Penile erection requires increased arterial blood flow triggered by psychological, tactile, or sensory stimulation and the trapping of blood in penile tissue. Dysfunction arises when any component—psychological, vascular, neurologic, or hormonal—is impaired.
History and physical examination
Psychosocial history: marital status, partner’s age/health, relationship stress, past marriages, sexual activity, job/lifestyle.
Medical history: diabetes, hypertension, heart disease, neurologic disorders, surgeries, trauma, alcohol/drug use, smoking, diet, exercise, and urologic issues.
Symptoms: onset, progression, frequency of erections (spontaneous or nocturnal), ability to ejaculate, orgasm quality, sexual desire, and rating of erection quality (0–10 scale).
Physical examination: inspect/palpate genitalia and prostate, assess perineal sensory function, test motor strength and reflexes, measure pulses, examine for peripheral vascular disease, auscultate for bruits, evaluate thyroid, and note vital signs.
Medical causes
Cause | Key Features |
Central nervous system disorders | Spinal cord lesions, tumors, degenerative diseases (MS, ALS) causing sudden or progressive impotence; reflex vs. voluntary erection may differ |
Endocrine disorders | Hypogonadism (testicular/pituitary), adrenal or thyroid dysfunction, chronic liver disease affecting androgen levels |
Penile disorders | Peyronie’s disease, phimosis, inflammatory or infectious penile conditions |
Psychological distress | Depression, performance anxiety, trauma, moral/religious conflict, relational issues |
Alcohol and drugs | Alcoholism, drug abuse, antihypertensives, and other medications |
Surgery / trauma | Injury to penis, bladder neck, urinary sphincter, rectum, perineum, or local nerves and vessels |
Special considerations
Ensure privacy and confidentiality; establish rapport and normalize discussion of sexual health.

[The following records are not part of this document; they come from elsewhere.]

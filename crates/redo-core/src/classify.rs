// SPDX-License-Identifier: BUSL-1.1
// Copyright (c) 2026 Alfred Jean LLC

//! Maps engine failures into the four kinds the rest of the daemon reacts to.

use crate::gateway::EngineError;

/// The four failure kinds an Execute or Input stage can observe from the engine.
#[derive(Debug, Clone, Copy, PartialEq, Eq)]
pub enum EngineFailureKind {
    /// engine-not-initialized, or an unexpected exception during pull.
    Fatal,
    /// A non-transient apply failure while `active_config_id != default_config_id`.
    ConfigDrift,
    /// Error text matches one of the two known database-connectivity markers.
    DbTransient,
    /// Everything else.
    UnknownNonfatal,
}

const DB_TRANSIENT_MARKERS: [&str; 2] =
    ["Database Connection Failure", "Database Connection Lost"];

fn is_db_transient(message: &str) -> bool {
    DB_TRANSIENT_MARKERS.iter().any(|marker| message.contains(marker))
}

/// Classify a failure from `pull_redo`. Per §4.6, pull has no config-drift
/// concept: anything that is not db-transient and not already fatal is
/// treated as fatal, since the pull loop has no apply to retry against.
pub fn classify_pull_error(error: &EngineError) -> EngineFailureKind {
    match error {
        EngineError::NotInitialized(_) => EngineFailureKind::Fatal,
        EngineError::Generic(message) => {
            if is_db_transient(message) {
                EngineFailureKind::DbTransient
            } else {
                EngineFailureKind::Fatal
            }
        }
    }
}

/// Classify a failure from `apply` or `apply_with_info`, given the engine's
/// active and default config ids at the moment of failure.
pub fn classify_apply_error(
    error: &EngineError,
    active_config_id: &str,
    default_config_id: &str,
) -> EngineFailureKind {
    match error {
        EngineError::NotInitialized(_) => EngineFailureKind::Fatal,
        EngineError::Generic(message) => {
            if is_db_transient(message) {
                EngineFailureKind::DbTransient
            } else if active_config_id != default_config_id {
                EngineFailureKind::ConfigDrift
            } else {
                EngineFailureKind::UnknownNonfatal
            }
        }
    }
}

#[cfg(test)]
#[path = "classify_tests.rs"]
mod tests;
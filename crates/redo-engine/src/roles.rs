// SPDX-License-Identifier: BUSL-1.1
// Copyright (c) 2026 Alfred Jean LLC

//! The three stage interfaces every worker is assembled from.

use std::sync::Arc;

use async_trait::async_trait;
use redo_core::{AckTag, InfoEnvelope, RedoRecord};

use crate::error::StageError;

/// Produces the infinite stream of records a Worker drains.
#[async_trait]
pub trait Input: Send + Sync {
    /// Blocks until a record is available. Returns `None` only when the
    /// underlying source has terminated for good (the Worker then exits).
    async fn next(&self) -> Result<Option<(RedoRecord, AckTag)>, StageError>;

    /// No-op for carriers whose `AckTag` is `AckTag::None`.
    async fn acknowledge(&self, tag: AckTag) -> Result<(), StageError>;
}

/// The outcome of processing one record.
pub struct Processed {
    pub success: bool,
    pub info: Option<InfoEnvelope>,
}

impl Processed {
    pub fn success() -> Self {
        Self { success: true, info: None }
    }

    pub fn success_with_info(info: InfoEnvelope) -> Self {
        Self { success: true, info: Some(info) }
    }

    pub fn retry() -> Self {
        Self { success: false, info: None }
    }
}

/// Applies (or forwards) a single record.
#[async_trait]
pub trait Execute: Send + Sync {
    async fn process(&self, record: &RedoRecord) -> Result<Processed, StageError>;
}

/// Disposes of a record after a terminal outcome.
#[async_trait]
pub trait Output: Send + Sync {
    async fn send_info(&self, envelope: InfoEnvelope) -> Result<(), StageError>;
    async fn send_failure(&self, record: RedoRecord) -> Result<(), StageError>;
}

/// An `Output` that only logs — used by every subcommand whose table entry is
/// `log-only`.
pub struct LogOnlyOutput;

#[async_trait]
impl Output for LogOnlyOutput {
    async fn send_info(&self, envelope: InfoEnvelope) -> Result<(), StageError> {
        tracing::debug!(len = envelope.len(), "info envelope discarded (log-only output)");
        Ok(())
    }

    async fn send_failure(&self, record: RedoRecord) -> Result<(), StageError> {
        tracing::warn!(len = record.len(), "failed record discarded (log-only output)");
        Ok(())
    }
}

/// An `Output` that publishes info envelopes and failure records onto their
/// own transport adapters — the `info` and `failure` role endpoints (§6.2)
/// are distinct queues/topics, so each gets its own adapter instance.
pub struct PublishOutput<T> {
    info_adapter: T,
    failure_adapter: T,
}

impl<T> PublishOutput<T> {
    pub fn new(info_adapter: T, failure_adapter: T) -> Self {
        Self { info_adapter, failure_adapter }
    }
}

#[async_trait]
impl<T: redo_adapters::TransportAdapter> Output for PublishOutput<T> {
    async fn send_info(&self, envelope: InfoEnvelope) -> Result<(), StageError> {
        let record = RedoRecord::new(envelope.into_string());
        self.info_adapter.publish(&record).await.map_err(StageError::from)
    }

    async fn send_failure(&self, record: RedoRecord) -> Result<(), StageError> {
        self.failure_adapter.publish(&record).await.map_err(StageError::from)
    }
}

/// Lets an `Arc<dyn Output>` stand in for a concrete `Output` — the Supervisor
/// picks a concrete Output per subcommand and erases it to this before handing
/// it to `ApplyExecute`.
#[async_trait]
impl Output for Arc<dyn Output> {
    async fn send_info(&self, envelope: InfoEnvelope) -> Result<(), StageError> {
        (**self).send_info(envelope).await
    }

    async fn send_failure(&self, record: RedoRecord) -> Result<(), StageError> {
        (**self).send_failure(record).await
    }
}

Screen for hormonal abnormalities, vascular insufficiency (Doppler), voiding studies, nerve conduction, nocturnal penile tumescence, and psychological factors.
Treatments: address underlying cause, counseling (patient and partner), pharmacologic therapy (PDE5 inhibitors), surgical revascularization, correction of venous leaks, or penile prosthesis implantation.
Patient counseling
Encourage open communication about sexual desires, fears, and anxieties.

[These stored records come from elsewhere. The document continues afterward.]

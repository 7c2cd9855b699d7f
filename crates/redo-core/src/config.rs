// SPDX-License-Identifier: BUSL-1.1
// Copyright (c) 2026 Alfred Jean LLC

//! Layered configuration resolution: CLI flag > environment variable > default.
//!
//! [`RawOverrides`] holds whatever was explicitly passed on the command line
//! (`None` means "flag absent"); [`resolve`] layers each field's `REDOER_*`
//! environment variable, then its hardcoded default, over that.

use crate::pipeline::Bus;
use std::time::Duration;

/// Explicit CLI values, as parsed by the daemon's argument parser. Every
/// field is optional: a `None` means the flag was not passed, and resolution
/// falls through to the environment variable, then the default.
#[derive(Debug, Clone, Default)]
pub struct RawOverrides {
    pub threads_per_process: Option<u32>,
    pub queue_maxsize: Option<usize>,
    pub redo_sleep_time_in_seconds: Option<u64>,
    pub redo_retry_sleep_time_in_seconds: Option<u64>,
    pub redo_retry_limit: Option<u32>,
    pub monitoring_period_in_seconds: Option<u64>,
    pub log_license_period_in_seconds: Option<u64>,
    pub expiration_warning_in_days: Option<u32>,
    pub delay_in_seconds: Option<u64>,
    pub exit_on_thread_termination: Option<bool>,
    pub run_gdb: Option<bool>,
    pub rabbitmq_prefetch_count: Option<u32>,
    pub rabbitmq_delivery_mode: Option<u8>,
    pub rabbitmq_heartbeat_in_seconds: Option<u64>,
    pub rabbitmq_reconnect_delay_in_seconds: Option<u64>,
    pub rabbitmq_use_existing_entities: Option<bool>,
    pub engine_configuration_json: Option<String>,
}

/// AMQP-specific tuning, broken out since every one of these keys is only
/// meaningful for the RabbitMQ adapter.
#[derive(Debug, Clone, PartialEq, Eq)]
pub struct RabbitmqConfig {
    pub prefetch_count: u32,
    pub delivery_mode: u8,
    pub heartbeat: Duration,
    pub reconnect_delay: Duration,
    pub use_existing_entities: bool,
}

/// Host/queue/topic/credential endpoint for one (bus, role) pair, e.g.
/// (Kafka, "redo") or (Sqs, "failure"). Role-scoped keys fall back to the
/// bus's unqualified key when unset, per §6.2.
#[derive(Debug, Clone, Default, PartialEq, Eq)]
pub struct BusRoleEndpoint {
    pub host: Option<String>,
    pub queue: Option<String>,
    pub topic: Option<String>,
    pub username: Option<String>,
    pub password: Option<String>,
    pub connection_string: Option<String>,
}

/// The fully-resolved configuration table, built once at startup and held
/// immutably for the life of the process.
#[derive(Debug, Clone, PartialEq, Eq)]
pub struct AppConfig {
    pub threads_per_process: u32,
    pub queue_maxsize: usize,
    pub redo_sleep_time: Duration,
    pub redo_retry_sleep_time: Duration,
    pub redo_retry_limit: u32,
    pub monitoring_period: Duration,
    pub log_license_period: Duration,
    pub expiration_warning_in_days: u32,
    pub delay: Duration,
    pub exit_on_thread_termination: bool,
    pub run_gdb: bool,
    pub rabbitmq: RabbitmqConfig,
    /// Never logged verbatim; redacted as `***` by any banner/debug dump.
    pub engine_configuration_json: Option<String>,
}

impl AppConfig {
    /// Endpoint for the given (bus, role) pair, reading straight from the
    /// environment — these keys are too numerous (4 buses × 3 roles × 6
    /// fields) to carry as CLI flags, so only the env/default layers apply.
    pub fn bus_endpoint(&self, bus: Bus, role: &str) -> BusRoleEndpoint {
        resolve_bus_endpoint(bus, role)
    }
}

fn resolve<T: std::str::FromStr>(cli: Option<T>, env_key: &str, default: T) -> T {
    cli.or_else(|| std::env::var(env_key).ok().and_then(|s| s.parse().ok()))
        .unwrap_or(default)
}

fn resolve_secs(cli: Option<u64>, env_key: &str, default_secs: u64) -> Duration {
    let secs = cli
        .or_else(|| std::env::var(env_key).ok().and_then(|s| s.parse().ok()))
        .unwrap_or(default_secs);
    Duration::from_secs(secs)
}

/// Layer environment variables and defaults over explicit CLI overrides.
pub fn resolve_config(overrides: RawOverrides) -> AppConfig {
    AppConfig {
        threads_per_process: resolve(
            overrides.threads_per_process,
            "REDOER_THREADS_PER_PROCESS",
            4,
        ),
        queue_maxsize: resolve(overrides.queue_maxsize, "REDOER_QUEUE_MAXSIZE", 10),
        redo_sleep_time: resolve_secs(
            overrides.redo_sleep_time_in_seconds,
            "REDOER_REDO_SLEEP_TIME_IN_SECONDS",
            10,
        ),
        redo_retry_sleep_time: resolve_secs(
            overrides.redo_retry_sleep_time_in_seconds,
            "REDOER_REDO_RETRY_SLEEP_TIME_IN_SECONDS",
            60,
        ),
        redo_retry_limit: resolve(overrides.redo_retry_limit, "REDOER_REDO_RETRY_LIMIT", 5),
        monitoring_period: resolve_secs(
            overrides.monitoring_period_in_seconds,
            "REDOER_MONITORING_PERIOD_IN_SECONDS",
            600,
        ),
        log_license_period: resolve_secs(
            overrides.log_license_period_in_seconds,
            "REDOER_LOG_LICENSE_PERIOD_IN_SECONDS",
            86400,
        ),
        expiration_warning_in_days: resolve(
            overrides.expiration_warning_in_days,
            "REDOER_EXPIRATION_WARNING_IN_DAYS",
            30,
        ),
        delay: resolve_secs(overrides.delay_in_seconds, "REDOER_DELAY_IN_SECONDS", 0),
        exit_on_thread_termination: resolve(
            overrides.exit_on_thread_termination,
            "REDOER_EXIT_ON_THREAD_TERMINATION",
            false,
        ),
        run_gdb: resolve(overrides.run_gdb, "REDOER_RUN_GDB", false),
        rabbitmq: RabbitmqConfig {
            prefetch_count: resolve(
                overrides.rabbitmq_prefetch_count,
                "REDOER_RABBITMQ_PREFETCH_COUNT",
                50,
            ),
            delivery_mode: resolve(
                overrides.rabbitmq_delivery_mode,
                "REDOER_RABBITMQ_DELIVERY_MODE",
                1,
            ),
            heartbeat: resolve_secs(
                overrides.rabbitmq_heartbeat_in_seconds,
                "REDOER_RABBITMQ_HEARTBEAT_IN_SECONDS",
                60,
            ),
            reconnect_delay: resolve_secs(
                overrides.rabbitmq_reconnect_delay_in_seconds,
                "REDOER_RABBITMQ_RECONNECT_DELAY_IN_SECONDS",
                60,
            ),
            use_existing_entities: resolve(
                overrides.rabbitmq_use_existing_entities,
                "REDOER_RABBITMQ_USE_EXISTING_ENTITIES",
                true,
            ),
        },
        engine_configuration_json: overrides
            .engine_configuration_json
            .or_else(|| std::env::var("REDOER_ENGINE_CONFIGURATION_JSON").ok()),
    }
}

fn resolve_bus_endpoint(bus: Bus, role: &str) -> BusRoleEndpoint {
    let bus_key = bus.to_string().to_uppercase().replace('-', "_");
    let role_key = role.to_uppercase();
    let lookup = |field: &str| -> Option<String> {
        let scoped = format!("REDOER_{bus_key}_{role_key}_{field}");
        let unqualified = format!("REDOER_{bus_key}_{field}");
        std::env::var(scoped).ok().or_else(|| std::env::var(unqualified).ok())
    };
    BusRoleEndpoint {
        host: lookup("HOST"),
        queue: lookup("QUEUE"),
        topic: lookup("TOPIC"),
        username: lookup("USERNAME"),
        password: lookup("PASSWORD"),
        connection_string: lookup("CONNECTION_STRING"),
    }
}

/// Keys whose values must never appear verbatim in a banner or debug dump.
pub fn is_sensitive_key(key: &str) -> bool {
    matches!(key, "engine_configuration_json")
        || key.ends_with("_password")
        || key.ends_with("_connection_string")
}

#[cfg(test)]
#[path = "config_tests.rs"]
mod tests;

Discuss therapy adherence and management of underlying medical conditions.
Include partner in counseling to improve sexual function and relational satisfaction.
Geriatric pointers
Sexual interest and capability persist into old age; rule out organic disease before attempting counseling or interventions.

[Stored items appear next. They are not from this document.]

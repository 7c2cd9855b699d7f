// SPDX-License-Identifier: BUSL-1.1
// Copyright (c) 2026 Alfred Jean LLC

use super::*;

#[tokio::test]
async fn yields_the_seeded_backlog_then_empty_forever() {
    let engine = InMemoryEngine::new("cfg1", vec![RedoRecord::new("R1"), RedoRecord::new("R2")]);
    assert_eq!(engine.pull_redo().await.unwrap(), PullOutcome::Record(RedoRecord::new("R1")));
    assert_eq!(engine.pull_redo().await.unwrap(), PullOutcome::Record(RedoRecord::new("R2")));
    assert_eq!(engine.pull_redo().await.unwrap(), PullOutcome::Empty);
    assert_eq!(engine.pull_redo().await.unwrap(), PullOutcome::Empty);
}

#[tokio::test]
async fn reinit_changes_the_active_config_id() {
    let engine = InMemoryEngine::new("cfg-default", Vec::<RedoRecord>::new());
    assert_eq!(engine.active_config_id().await.unwrap(), "cfg-default");
    engine.reinit("cfg-other").await.unwrap();
    assert_eq!(engine.active_config_id().await.unwrap(), "cfg-other");
    assert_eq!(engine.default_config_id().await.unwrap(), "cfg-default");
}

#[tokio::test]
async fn stats_report_remaining_backlog_size() {
    let engine = InMemoryEngine::new("cfg1", vec![RedoRecord::new("R1")]);
    let stats = engine.stats().await.unwrap();
    assert_eq!(stats["workload"]["redoRecordsRemaining"], 1);
    engine.pull_redo().await.unwrap();
    let stats = engine.stats().await.unwrap();
    assert_eq!(stats["workload"]["redoRecordsRemaining"], 0);
}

Correct misconceptions about age-related sexual decline.
References
Hatzimouratidis, K., Amar, E., Eardley, I., Giuliano, F., Hatzichristou, D., Montorsi, F., … Wespes, E. (2010). Guidelines on male sexual dysfunction: Erectile dysfunction and premature ejaculation. European Urology, 57, 804–814.
Ruige, J. B., Mahmoud, A. M., De Bacquer, D., & Kaufman, J. M. (2011). Endogenous testosterone and cardiovascular disease in healthy men: A meta-analysis. Heart, 97, 870–875.